Led by New York Attorney General Barbara Underwood and California Attorney General Xavier Becerra, a 19-state coalition filed an amicus brief on Saturday urging the federal judge presiding over a Texas-led lawsuit seeking to end DACA not to suspend the program with a preliminary injunction.
DACA protects from deportation, for renewable two-year terms, an estimated 750,000 immigrants brought to the United States as children, and lets them get work permits and driver’s licenses.
The Democrat-controlled states say that DACA recipients, who must have continuously lived in the United States since June 2007 to qualify, are too intertwined in their communities to be deported now and the hit to the national economy would be substantial.
“Without DACA, GDP will be $460.3 billion less over the next decade, with Social Security and Medicare tax receipts dropping $24.6 billion,” the brief states.
Even if DACA recipients lost the “lawful presence” status conferred by the program, the blue states say, they are unlikely to be deported because they pose little threat to the nation’s security and they have deep family ties in the United States.
Many DACA enrollees have no recollection of their home countries that they left with their parents as toddlers.

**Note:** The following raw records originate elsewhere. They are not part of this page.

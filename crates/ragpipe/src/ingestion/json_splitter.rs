//! Recursive JSON splitting along structural boundaries
//!
//! Walks nested objects depth-first and packs key paths into fragments whose
//! serialized length stays under `max_chunk_size`. A key-value pair is never
//! cut in half: a subtree that does not fit is recursed into, and a scalar is
//! moved whole into a fresh fragment.

use serde_json::{Map, Value};

use crate::error::Result;
use crate::types::{Chunk, Document};

use super::splitter::TextSplitter;

/// JSON-based recursive splitter
pub struct RecursiveJsonSplitter {
    max_chunk_size: usize,
}

impl RecursiveJsonSplitter {
    pub fn new(max_chunk_size: usize) -> Self {
        Self { max_chunk_size }
    }

    /// Split a JSON value into fragments, each a valid JSON object whose
    /// serialized length is at most `max_chunk_size` (a single scalar larger
    /// than the limit still becomes its own fragment)
    pub fn split_json(&self, data: &Value) -> Vec<Value> {
        let data = convert_lists(data);
        let mut fragments: Vec<Map<String, Value>> = vec![Map::new()];

        match &data {
            Value::Object(map) => self.walk(map, &mut Vec::new(), &mut fragments),
            scalar => {
                fragments.last_mut().expect("at least one fragment").insert(
                    "value".to_string(),
                    scalar.clone(),
                );
            }
        }

        fragments
            .into_iter()
            .filter(|m| !m.is_empty())
            .map(Value::Object)
            .collect()
    }

    fn walk(
        &self,
        map: &Map<String, Value>,
        path: &mut Vec<String>,
        fragments: &mut Vec<Map<String, Value>>,
    ) {
        for (key, value) in map {
            path.push(key.clone());

            let current_size = json_size(&Value::Object(
                fragments.last().expect("non-empty").clone(),
            ));
            let addition = nested_size(path, value);

            if current_size + addition <= self.max_chunk_size {
                set_nested(fragments.last_mut().expect("non-empty"), path, value.clone());
            } else {
                if !fragments.last().expect("non-empty").is_empty() {
                    fragments.push(Map::new());
                }
                match value {
                    Value::Object(inner) => self.walk(inner, path, fragments),
                    scalar => {
                        set_nested(fragments.last_mut().expect("non-empty"), path, scalar.clone())
                    }
                }
            }

            path.pop();
        }
    }
}

/// Serialized length of a value
fn json_size(value: &Value) -> usize {
    serde_json::to_string(value).map(|s| s.len()).unwrap_or(0)
}

/// Serialized length of `value` nested under the whole key path
fn nested_size(path: &[String], value: &Value) -> usize {
    let mut nested = value.clone();
    for key in path.iter().rev() {
        let mut wrapper = Map::new();
        wrapper.insert(key.clone(), nested);
        nested = Value::Object(wrapper);
    }
    json_size(&nested)
}

/// Insert `value` at the key path, creating intermediate objects
fn set_nested(fragment: &mut Map<String, Value>, path: &[String], value: Value) {
    debug_assert!(!path.is_empty());
    let mut cursor = fragment;
    for key in &path[..path.len() - 1] {
        cursor = cursor
            .entry(key.clone())
            .or_insert_with(|| Value::Object(Map::new()))
            .as_object_mut()
            .expect("intermediate path entries are objects");
    }
    cursor.insert(path[path.len() - 1].clone(), value);
}

/// Convert arrays to index-keyed objects, recursively, so splitting only ever
/// deals with objects and scalars
fn convert_lists(value: &Value) -> Value {
    match value {
        Value::Array(items) => {
            let map = items
                .iter()
                .enumerate()
                .map(|(idx, item)| (idx.to_string(), convert_lists(item)))
                .collect();
            Value::Object(map)
        }
        Value::Object(map) => Value::Object(
            map.iter()
                .map(|(k, v)| (k.clone(), convert_lists(v)))
                .collect(),
        ),
        scalar => scalar.clone(),
    }
}

impl TextSplitter for RecursiveJsonSplitter {
    /// Parse each document as JSON and emit one chunk per fragment
    ///
    /// Malformed JSON is a parse error surfaced to the caller.
    fn process(&self, documents: &[Document]) -> Result<Vec<Chunk>> {
        let mut chunks = Vec::new();
        for doc in documents {
            let data: Value = serde_json::from_str(&doc.content)?;
            for (idx, fragment) in self.split_json(&data).into_iter().enumerate() {
                chunks.push(Chunk::new(
                    doc.id,
                    idx as u32,
                    serde_json::to_string(&fragment)?,
                    doc.source.clone(),
                ));
            }
        }
        tracing::info!(chunks = chunks.len(), documents = documents.len(), "split JSON documents");
        Ok(chunks)
    }
}
//! End-to-end pipeline: load, split, embed, index, retrieve, generate

use std::sync::Arc;

use crate::config::{ChunkingConfig, ChunkingStrategy, RagConfig};
use crate::error::Result;
use crate::generation::AnswerGenerator;
use crate::index::ChunkIndex;
use crate::ingestion::{
    loader_for, RecursiveCharacterSplitter, RecursiveJsonSplitter, TextSplitter,
};
use crate::providers::{EmbeddingProvider, LlmProvider};
use crate::retrieval::Retriever;

/// Wires the stages together around injected providers
pub struct RagPipeline {
    embedder: Arc<dyn EmbeddingProvider>,
    llm: Arc<dyn LlmProvider>,
    config: RagConfig,
}

impl RagPipeline {
    pub fn new(
        embedder: Arc<dyn EmbeddingProvider>,
        llm: Arc<dyn LlmProvider>,
        config: RagConfig,
    ) -> Self {
        Self {
            embedder,
            llm,
            config,
        }
    }

    /// Load the configured source, split it, embed every chunk, and build the index
    pub async fn ingest(&self) -> Result<ChunkIndex> {
        let loader = loader_for(&self.config.source)?;
        let documents = loader.load().await?;
        tracing::info!(documents = documents.len(), "loaded documents");

        let splitter = splitter_for(&self.config.chunking);
        let chunks = splitter.process(&documents)?;

        ChunkIndex::from_chunks(self.embedder.as_ref(), chunks).await
    }

    /// Retrieve relevant chunks for `question` and generate a grounded answer
    pub async fn answer(&self, index: Arc<ChunkIndex>, question: &str) -> Result<String> {
        let retriever = Retriever::new(
            self.embedder.clone(),
            index,
            self.config.retrieval.clone(),
        );
        let context = retriever.retrieve(question).await?;
        tracing::info!(chunks = context.len(), "retrieved context");

        AnswerGenerator::new(self.llm.clone())
            .answer(question, &context)
            .await
    }

    pub fn config(&self) -> &RagConfig {
        &self.config
    }
}

/// Select the configured splitting strategy
pub fn splitter_for(config: &ChunkingConfig) -> Box<dyn TextSplitter> {
    match config.strategy {
        ChunkingStrategy::Characters => Box::new(
            RecursiveCharacterSplitter::new(config.chunk_size, config.chunk_overlap)
                .with_separators(config.separators.clone()),
        ),
        ChunkingStrategy::Json => Box::new(RecursiveJsonSplitter::new(config.chunk_size)),
    }
}

/// Join CLI arguments into a query, falling back to the configured default
pub fn query_from_args(args: &[String], default_query: &str) -> String {
    if args.is_empty() {
        default_query.to_string()
    } else {
        args.join(" ")
    }
}
//! LLM provider trait for answer generation

use async_trait::async_trait;

use crate::error::Result;

/// Generates text from a fully rendered prompt
#[async_trait]
pub trait LlmProvider: Send + Sync {
    /// Run the model on a prompt and return its text answer
    async fn generate(&self, prompt: &str) -> Result<String>;

    /// Check whether the provider is reachable
    async fn health_check(&self) -> Result<bool>;

    /// Provider name for logging
    fn name(&self) -> &str;

    /// Model identifier in use
    fn model(&self) -> &str;
}
use std::cell::Cell;

use anyhow::{bail, Result};

use ncconv::loaders::VolumeLoader;
use ncconv::volume::{FieldBuffer, GridExtent, VolumeData};
use ncconv::writer::write_nc_file;

/// Serves ramp data: value = time * 1000 + linear index + 1.
struct RampLoader {
    xs: usize,
    ys: usize,
    /// Level count reported per field; 0 means 2-D.
    zs: usize,
    fetches: Cell<usize>,
}

impl RampLoader {
    fn new(xs: usize, ys: usize, zs: usize) -> Self {
        Self { xs, ys, zs, fetches: Cell::new(0) }
    }
}

impl VolumeLoader for RampLoader {
    fn field_entry(&self, _field_name: &str, time_step: usize, _member: usize) -> Result<FieldBuffer> {
        self.fetches.set(self.fetches.get() + 1);
        let n = self.xs * self.ys * self.zs.max(1);
        let data = (0..n).map(|i| (time_step * 1000 + i + 1) as f32).collect();
        Ok(FieldBuffer { data, xs: self.xs, ys: self.ys, zs: self.zs })
    }
}

fn grid_3x2x1() -> GridExtent {
    GridExtent::new(vec![0.0, 1.0, 2.0], vec![10.0, 11.0], vec![500.0]).unwrap()
}

fn var_dim_names(var: &netcdf::Variable) -> Vec<String> {
    var.dimensions().iter().map(|d| d.name()).collect()
}

#[test]
fn static_2d_field() {
    let dir = tempfile::tempdir().unwrap();
    let path = dir.path().join("static2d.nc");

    let loader = RampLoader::new(3, 2, 0);
    let mut volume = VolumeData::new(grid_3x2x1(), &loader);
    volume.set_field_names(vec!["pressure".to_string()]);
    write_nc_file(&volume, &path).unwrap();
    assert_eq!(loader.fetches.get(), 1);

    let file = netcdf::open(&path).unwrap();
    assert!(file.dimension("time").is_none());
    assert!(file.dimension("member").is_none());

    let var = file.variable("pressure").unwrap();
    assert_eq!(var_dim_names(&var), ["y", "x"]);
    let values: Vec<f32> = var.get_values(..).unwrap();
    assert_eq!(values, [1.0, 2.0, 3.0, 4.0, 5.0, 6.0]);
}

#[test]
fn time_dependent_2d_field() {
    let dir = tempfile::tempdir().unwrap();
    let path = dir.path().join("time2d.nc");

    let loader = RampLoader::new(3, 2, 0);
    let mut volume = VolumeData::new(grid_3x2x1(), &loader);
    volume.set_num_time_steps(2);
    volume.set_field_names(vec!["pressure".to_string()]);
    write_nc_file(&volume, &path).unwrap();
    // One fresh buffer per time step.
    assert_eq!(loader.fetches.get(), 2);

    let file = netcdf::open(&path).unwrap();
    assert_eq!(file.dimension("time").unwrap().len(), 2);

    let var = file.variable("pressure").unwrap();
    assert_eq!(var_dim_names(&var), ["time", "y", "x"]);
    let values: Vec<f32> = var.get_values(..).unwrap();
    assert_eq!(
        values,
        [1.0, 2.0, 3.0, 4.0, 5.0, 6.0, 1001.0, 1002.0, 1003.0, 1004.0, 1005.0, 1006.0]
    );
}

#[test]
fn time_dependent_3d_field() {
    let dir = tempfile::tempdir().unwrap();
    let path = dir.path().join("time3d.nc");

    let grid = GridExtent::new(vec![0.0, 1.0, 2.0], vec![10.0, 11.0], vec![500.0, 850.0]).unwrap();
    let loader = RampLoader::new(3, 2, 2);
    let mut volume = VolumeData::new(grid, &loader);
    volume.set_num_time_steps(2);
    volume.set_field_names(vec!["temp".to_string()]);
    write_nc_file(&volume, &path).unwrap();

    let file = netcdf::open(&path).unwrap();
    let var = file.variable("temp").unwrap();
    assert_eq!(var_dim_names(&var), ["time", "z", "y", "x"]);
    let values: Vec<f32> = var.get_values(..).unwrap();
    assert_eq!(values.len(), 2 * 2 * 2 * 3);
    // t=0 holds [1..12], t=1 holds [1001..1012], both z-y-x ordered.
    assert_eq!(&values[..12], (1..=12).map(|v| v as f32).collect::<Vec<_>>().as_slice());
    assert_eq!(&values[12..], (1001..=1012).map(|v| v as f32).collect::<Vec<_>>().as_slice());
}

#[test]
fn static_3d_field() {
    let dir = tempfile::tempdir().unwrap();
    let path = dir.path().join("static3d.nc");

    let grid = GridExtent::new(vec![0.0, 1.0, 2.0], vec![10.0, 11.0], vec![500.0, 850.0]).unwrap();
    let loader = RampLoader::new(3, 2, 2);
    let mut volume = VolumeData::new(grid, &loader);
    volume.set_field_names(vec!["temp".to_string()]);
    write_nc_file(&volume, &path).unwrap();

    let file = netcdf::open(&path).unwrap();
    let var = file.variable("temp").unwrap();
    assert_eq!(var_dim_names(&var), ["z", "y", "x"]);
}

#[test]
fn coordinate_variables_and_aliases() {
    let dir = tempfile::tempdir().unwrap();
    let path = dir.path().join("coords.nc");

    let loader = RampLoader::new(3, 2, 0);
    let mut volume = VolumeData::new(grid_3x2x1(), &loader);
    volume.set_field_names(vec!["f".to_string()]);
    write_nc_file(&volume, &path).unwrap();

    let file = netcdf::open(&path).unwrap();
    let x: Vec<f32> = file.variable("x").unwrap().get_values(..).unwrap();
    let lon: Vec<f32> = file.variable("lon").unwrap().get_values(..).unwrap();
    assert_eq!(x, [0.0, 1.0, 2.0]);
    assert_eq!(lon, x);

    let y: Vec<f32> = file.variable("y").unwrap().get_values(..).unwrap();
    let lat: Vec<f32> = file.variable("lat").unwrap().get_values(..).unwrap();
    assert_eq!(y, [10.0, 11.0]);
    assert_eq!(lat, y);

    let z: Vec<f32> = file.variable("z").unwrap().get_values(..).unwrap();
    assert_eq!(z, [500.0]);

    match file.attribute("Conventions").unwrap().value().unwrap() {
        netcdf::AttributeValue::Str(s) => assert_eq!(s, "CF-1.5"),
        other => panic!("unexpected attribute type: {other:?}"),
    }
}

#[test]
fn member_dimension_declared_but_unwritten() {
    let dir = tempfile::tempdir().unwrap();
    let path = dir.path().join("members.nc");

    let loader = RampLoader::new(3, 2, 0);
    let mut volume = VolumeData::new(grid_3x2x1(), &loader);
    volume.set_ensemble_member_count(4);
    volume.set_field_names(vec!["f".to_string()]);
    write_nc_file(&volume, &path).unwrap();
    // Only member 0 is ever requested.
    assert_eq!(loader.fetches.get(), 1);

    let file = netcdf::open(&path).unwrap();
    assert_eq!(file.dimension("member").unwrap().len(), 4);
    // The field variable itself has no member dimension.
    let var = file.variable("f").unwrap();
    assert_eq!(var_dim_names(&var), ["y", "x"]);
}

/// Loader whose buffer size disagrees with its declared extents.
struct BrokenLoader;

impl VolumeLoader for BrokenLoader {
    fn field_entry(&self, _field_name: &str, _time_step: usize, _member: usize) -> Result<FieldBuffer> {
        Ok(FieldBuffer { data: vec![0.0; 5], xs: 3, ys: 2, zs: 0 })
    }
}

/// Loader whose extents disagree with the grid's.
struct OffGridLoader;

impl VolumeLoader for OffGridLoader {
    fn field_entry(&self, _field_name: &str, _time_step: usize, _member: usize) -> Result<FieldBuffer> {
        Ok(FieldBuffer { data: vec![0.0; 8], xs: 4, ys: 2, zs: 0 })
    }
}

/// Loader that fails outright.
struct FailingLoader;

impl VolumeLoader for FailingLoader {
    fn field_entry(&self, field_name: &str, _time_step: usize, _member: usize) -> Result<FieldBuffer> {
        bail!("no data for '{field_name}'");
    }
}

#[test]
fn buffer_size_mismatch_fails_the_write() {
    let dir = tempfile::tempdir().unwrap();
    let path = dir.path().join("broken.nc");

    let loader = BrokenLoader;
    let mut volume = VolumeData::new(grid_3x2x1(), &loader);
    volume.set_field_names(vec!["f".to_string()]);
    let err = write_nc_file(&volume, &path).unwrap_err();
    assert!(err.to_string().contains("buffer size mismatch"));
}

#[test]
fn grid_extent_mismatch_names_the_field() {
    let dir = tempfile::tempdir().unwrap();
    let path = dir.path().join("offgrid.nc");

    let loader = OffGridLoader;
    let mut volume = VolumeData::new(grid_3x2x1(), &loader);
    volume.set_field_names(vec!["f".to_string()]);
    let err = write_nc_file(&volume, &path).unwrap_err();
    let msg = err.to_string();
    assert!(msg.contains("'f'"), "unexpected message: {msg}");
    assert!(msg.contains("don't match the grid"), "unexpected message: {msg}");
}

#[test]
fn loader_failure_aborts_the_write() {
    let dir = tempfile::tempdir().unwrap();
    let path = dir.path().join("failing.nc");

    let loader = FailingLoader;
    let mut volume = VolumeData::new(grid_3x2x1(), &loader);
    volume.set_field_names(vec!["f".to_string()]);
    assert!(write_nc_file(&volume, &path).is_err());
}

#[test]
fn unwritable_output_path_fails() {
    let loader = RampLoader::new(3, 2, 0);
    let mut volume = VolumeData::new(grid_3x2x1(), &loader);
    volume.set_field_names(vec!["f".to_string()]);
    let err = write_nc_file(&volume, std::path::Path::new("/nonexistent/dir/out.nc")).unwrap_err();
    assert!(err.to_string().contains("couldn't be opened"));
}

The blue states say DACA is an exercise of prosecutorial discretion that U.S. presidents have used as immigration policy for decades, most notably a “family fairness” policy that President Ronald Reagan implemented in the late 1980s that gave 1.5 million relatives of people newly eligible to become legal permanent residents a reprieve from deportation and made them eligible for work permits.

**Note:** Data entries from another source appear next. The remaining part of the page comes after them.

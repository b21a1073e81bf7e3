use anyhow::{bail, Result};

use crate::loaders::VolumeLoader;

/// Spatial extents of the grid plus the cell-center positions along each
/// axis. The extents are the axis lengths, so they can never disagree with
/// the coordinate buffers.
pub struct GridExtent {
    lon1d: Vec<f32>,
    lat1d: Vec<f32>,
    lev1d: Vec<f32>,
}

impl GridExtent {
    pub fn new(lon1d: Vec<f32>, lat1d: Vec<f32>, lev1d: Vec<f32>) -> Result<Self> {
        if lon1d.is_empty() || lat1d.is_empty() || lev1d.is_empty() {
            bail!(
                "grid axes must be non-empty (got {}x{}x{})",
                lon1d.len(),
                lat1d.len(),
                lev1d.len()
            );
        }
        Ok(Self { lon1d, lat1d, lev1d })
    }

    pub fn xs(&self) -> usize { self.lon1d.len() }
    pub fn ys(&self) -> usize { self.lat1d.len() }
    pub fn zs(&self) -> usize { self.lev1d.len() }

    pub fn lon1d(&self) -> &[f32] { &self.lon1d }
    pub fn lat1d(&self) -> &[f32] { &self.lat1d }
    pub fn lev1d(&self) -> &[f32] { &self.lev1d }
}

/// One field at one time step, as handed out by a loader. `zs == 0` marks a
/// 2-D field without vertical levels.
pub struct FieldBuffer {
    pub data: Vec<f32>,
    pub xs: usize,
    pub ys: usize,
    pub zs: usize,
}

impl FieldBuffer {
    /// Number of vertical levels to iterate over, at least 1.
    pub fn levels(&self) -> usize {
        self.zs.max(1)
    }

    /// The contiguous x-row at the given level and row index.
    pub fn row(&self, z: usize, y: usize) -> &[f32] {
        let off = y * self.xs + z * self.xs * self.ys;
        &self.data[off..off + self.xs]
    }
}

/// The full description of one data set: grid, time-step count, ensemble
/// member count, field catalog, and the loader that serves the field data.
/// The loader is borrowed and must outlive the write.
pub struct VolumeData<'a> {
    grid: GridExtent,
    ts: usize,
    es: usize,
    field_names: Vec<String>,
    loader: &'a dyn VolumeLoader,
}

impl<'a> VolumeData<'a> {
    pub fn new(grid: GridExtent, loader: &'a dyn VolumeLoader) -> Self {
        Self { grid, ts: 1, es: 1, field_names: Vec::new(), loader }
    }

    pub fn set_num_time_steps(&mut self, ts: usize) {
        self.ts = ts.max(1);
    }

    pub fn set_ensemble_member_count(&mut self, es: usize) {
        self.es = es.max(1);
    }

    pub fn set_field_names(&mut self, field_names: Vec<String>) {
        self.field_names = field_names;
    }

    pub fn grid(&self) -> &GridExtent { &self.grid }
    pub fn num_time_steps(&self) -> usize { self.ts }
    pub fn ensemble_member_count(&self) -> usize { self.es }
    pub fn field_names(&self) -> &[String] { &self.field_names }

    /// Fetch one field at one time step from the attached loader.
    pub fn field_entry(&self, field_name: &str, time_step: usize, member: usize) -> Result<FieldBuffer> {
        self.loader.field_entry(field_name, time_step, member)
    }
}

The Trump administration announced in late summer 2017 it was winding down DACA after Attorney General Jeff Sessions said that the program, started by President Barack Obama in 2012, is illegal and cannot be defended in court.
Sessions based that conclusion on federal courts’ treatment of Deferred Action for Parents of Americans and Lawful Permanent Residents, a sister program to DACA that Obama unveiled in November 2014 that would have shielded parents of U.S. citizens and legal residents from deportation.
U.S. District Judge Andrew Hanen and the 5th Circuit blocked DAPA from taking effect, siding with a Texas-led 26-state coalition that challenged it. The U.S. Supreme Court upheld the injunction by default when it deadlocked 4-4 in June 2014.
Hanen and the 5th Circuit agreed with Texas that the Immigration and Nationality Act does not grant the secretary of the Department of Homeland Security, the agency in charge of immigration, authority to give lawful presence status to the estimated 4.3 million people who would have qualified for DAPA.
But New York and California say in their friend-of-the-court brief that Sessions and Texas are wrong in their assumption that courts will ultimately find DACA illegal because of the precedent set in the DAPA litigation.
The Immigration and Nationality Act gave most parents who qualified for DAPA a process to legalize their immigration status through their children’s status.
“Congress has created no comparable avenue for the class of persons eligible for DACA to obtain lawful status,” the brief states.